## PROBLEM:
The task calls for each line of the records below in which the word "ValueEnum" appears.

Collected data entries
---*---
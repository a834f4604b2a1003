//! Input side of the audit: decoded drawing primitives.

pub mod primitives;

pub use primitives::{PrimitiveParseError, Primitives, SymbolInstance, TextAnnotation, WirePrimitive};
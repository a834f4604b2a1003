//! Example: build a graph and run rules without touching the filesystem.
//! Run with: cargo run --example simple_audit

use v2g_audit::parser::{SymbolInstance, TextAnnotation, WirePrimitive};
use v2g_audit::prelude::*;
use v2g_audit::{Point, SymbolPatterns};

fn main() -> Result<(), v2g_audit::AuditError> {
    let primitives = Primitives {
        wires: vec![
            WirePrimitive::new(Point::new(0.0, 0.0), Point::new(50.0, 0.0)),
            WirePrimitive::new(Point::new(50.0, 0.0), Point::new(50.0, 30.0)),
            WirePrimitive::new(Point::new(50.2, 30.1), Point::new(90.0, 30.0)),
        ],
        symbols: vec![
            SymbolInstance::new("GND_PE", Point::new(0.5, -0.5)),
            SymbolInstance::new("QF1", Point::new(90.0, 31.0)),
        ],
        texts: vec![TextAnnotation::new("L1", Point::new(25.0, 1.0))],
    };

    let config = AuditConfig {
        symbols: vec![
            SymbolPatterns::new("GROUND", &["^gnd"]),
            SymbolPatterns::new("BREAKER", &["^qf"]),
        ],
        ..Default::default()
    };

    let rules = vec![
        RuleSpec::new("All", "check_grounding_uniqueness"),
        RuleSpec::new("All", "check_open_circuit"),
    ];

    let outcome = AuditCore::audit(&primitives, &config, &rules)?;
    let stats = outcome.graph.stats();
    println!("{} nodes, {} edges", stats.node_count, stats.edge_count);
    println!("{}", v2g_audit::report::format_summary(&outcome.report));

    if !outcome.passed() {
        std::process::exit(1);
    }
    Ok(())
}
---*---
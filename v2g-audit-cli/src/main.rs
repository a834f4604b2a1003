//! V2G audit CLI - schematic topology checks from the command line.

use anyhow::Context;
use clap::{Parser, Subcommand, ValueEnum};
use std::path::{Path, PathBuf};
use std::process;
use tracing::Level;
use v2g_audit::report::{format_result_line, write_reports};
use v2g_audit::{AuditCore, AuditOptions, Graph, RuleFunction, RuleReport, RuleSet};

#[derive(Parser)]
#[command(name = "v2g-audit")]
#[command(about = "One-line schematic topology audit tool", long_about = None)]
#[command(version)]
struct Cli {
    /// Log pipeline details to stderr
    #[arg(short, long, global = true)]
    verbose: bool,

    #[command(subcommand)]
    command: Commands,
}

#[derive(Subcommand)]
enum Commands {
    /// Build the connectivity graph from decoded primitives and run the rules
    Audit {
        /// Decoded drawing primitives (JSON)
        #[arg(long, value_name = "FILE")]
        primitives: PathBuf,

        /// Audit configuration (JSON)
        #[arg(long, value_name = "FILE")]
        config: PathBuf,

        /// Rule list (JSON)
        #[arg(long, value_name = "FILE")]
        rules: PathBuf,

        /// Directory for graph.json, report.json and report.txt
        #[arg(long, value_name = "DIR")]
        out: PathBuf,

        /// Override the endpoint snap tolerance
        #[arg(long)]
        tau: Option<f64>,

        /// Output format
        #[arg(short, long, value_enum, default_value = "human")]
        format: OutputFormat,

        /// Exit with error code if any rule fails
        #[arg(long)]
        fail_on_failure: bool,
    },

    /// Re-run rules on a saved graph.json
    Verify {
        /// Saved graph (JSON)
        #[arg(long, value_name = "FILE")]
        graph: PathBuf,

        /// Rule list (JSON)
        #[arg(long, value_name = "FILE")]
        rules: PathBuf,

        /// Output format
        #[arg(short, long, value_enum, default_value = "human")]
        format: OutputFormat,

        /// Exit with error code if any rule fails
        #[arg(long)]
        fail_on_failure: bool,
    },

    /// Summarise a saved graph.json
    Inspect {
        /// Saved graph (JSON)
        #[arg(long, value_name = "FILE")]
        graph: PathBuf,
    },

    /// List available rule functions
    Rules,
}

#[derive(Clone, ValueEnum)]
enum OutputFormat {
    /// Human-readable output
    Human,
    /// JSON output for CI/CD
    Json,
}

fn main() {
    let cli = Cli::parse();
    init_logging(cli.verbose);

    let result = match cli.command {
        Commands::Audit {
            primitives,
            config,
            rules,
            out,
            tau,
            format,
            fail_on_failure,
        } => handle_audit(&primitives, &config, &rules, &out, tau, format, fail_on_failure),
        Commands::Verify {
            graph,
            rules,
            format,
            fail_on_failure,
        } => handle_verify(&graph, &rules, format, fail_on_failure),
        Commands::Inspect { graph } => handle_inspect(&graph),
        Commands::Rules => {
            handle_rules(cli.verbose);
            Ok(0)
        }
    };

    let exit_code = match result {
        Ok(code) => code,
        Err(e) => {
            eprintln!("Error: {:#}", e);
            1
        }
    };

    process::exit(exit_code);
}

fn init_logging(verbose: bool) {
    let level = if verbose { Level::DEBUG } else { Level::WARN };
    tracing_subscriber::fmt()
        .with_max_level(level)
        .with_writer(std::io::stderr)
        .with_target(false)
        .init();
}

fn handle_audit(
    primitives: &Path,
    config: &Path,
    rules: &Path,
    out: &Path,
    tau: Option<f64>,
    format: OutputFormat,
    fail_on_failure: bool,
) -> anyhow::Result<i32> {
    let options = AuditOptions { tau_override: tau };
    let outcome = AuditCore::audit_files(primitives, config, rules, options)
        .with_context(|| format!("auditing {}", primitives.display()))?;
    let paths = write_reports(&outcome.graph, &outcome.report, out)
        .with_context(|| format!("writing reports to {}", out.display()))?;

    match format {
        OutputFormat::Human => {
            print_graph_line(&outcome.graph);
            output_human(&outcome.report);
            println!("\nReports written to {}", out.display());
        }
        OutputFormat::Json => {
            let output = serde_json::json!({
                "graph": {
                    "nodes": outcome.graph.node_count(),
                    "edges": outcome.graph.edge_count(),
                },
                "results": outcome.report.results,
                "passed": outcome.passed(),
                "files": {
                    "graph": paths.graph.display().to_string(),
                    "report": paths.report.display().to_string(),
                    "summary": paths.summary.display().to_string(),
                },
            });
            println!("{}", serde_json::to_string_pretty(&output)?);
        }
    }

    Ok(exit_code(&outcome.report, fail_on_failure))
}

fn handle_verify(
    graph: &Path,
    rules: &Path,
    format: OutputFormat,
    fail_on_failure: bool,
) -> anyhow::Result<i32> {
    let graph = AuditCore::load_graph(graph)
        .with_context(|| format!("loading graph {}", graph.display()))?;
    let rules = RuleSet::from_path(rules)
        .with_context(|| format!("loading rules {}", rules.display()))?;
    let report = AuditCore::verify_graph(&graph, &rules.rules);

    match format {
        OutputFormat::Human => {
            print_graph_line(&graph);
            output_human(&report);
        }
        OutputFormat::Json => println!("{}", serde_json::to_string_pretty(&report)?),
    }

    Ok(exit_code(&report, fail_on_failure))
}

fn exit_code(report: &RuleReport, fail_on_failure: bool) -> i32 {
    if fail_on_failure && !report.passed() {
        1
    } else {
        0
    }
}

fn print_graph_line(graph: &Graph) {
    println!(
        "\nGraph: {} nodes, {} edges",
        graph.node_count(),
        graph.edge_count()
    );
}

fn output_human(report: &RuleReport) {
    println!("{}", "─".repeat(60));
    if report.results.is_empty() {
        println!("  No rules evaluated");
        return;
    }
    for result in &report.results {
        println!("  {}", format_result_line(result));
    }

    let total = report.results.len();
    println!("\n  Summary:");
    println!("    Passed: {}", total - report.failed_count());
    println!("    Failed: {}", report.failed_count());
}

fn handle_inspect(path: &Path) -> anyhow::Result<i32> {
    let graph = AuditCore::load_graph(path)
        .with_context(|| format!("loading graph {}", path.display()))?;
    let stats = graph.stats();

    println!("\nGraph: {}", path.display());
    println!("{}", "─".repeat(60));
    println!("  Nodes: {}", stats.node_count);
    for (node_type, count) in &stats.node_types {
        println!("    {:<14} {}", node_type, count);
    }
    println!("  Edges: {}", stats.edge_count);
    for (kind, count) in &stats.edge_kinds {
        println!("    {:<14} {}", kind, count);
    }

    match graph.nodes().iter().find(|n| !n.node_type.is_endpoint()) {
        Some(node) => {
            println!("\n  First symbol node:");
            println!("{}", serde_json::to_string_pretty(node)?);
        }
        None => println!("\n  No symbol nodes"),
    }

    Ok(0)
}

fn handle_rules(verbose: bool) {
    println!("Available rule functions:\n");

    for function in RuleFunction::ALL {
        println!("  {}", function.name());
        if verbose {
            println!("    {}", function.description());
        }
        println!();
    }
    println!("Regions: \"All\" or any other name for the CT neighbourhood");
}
---*---
## TASK OUTPUT:
use clap::{Parser, Subcommand, ValueEnum};
#[derive(Clone, ValueEnum)]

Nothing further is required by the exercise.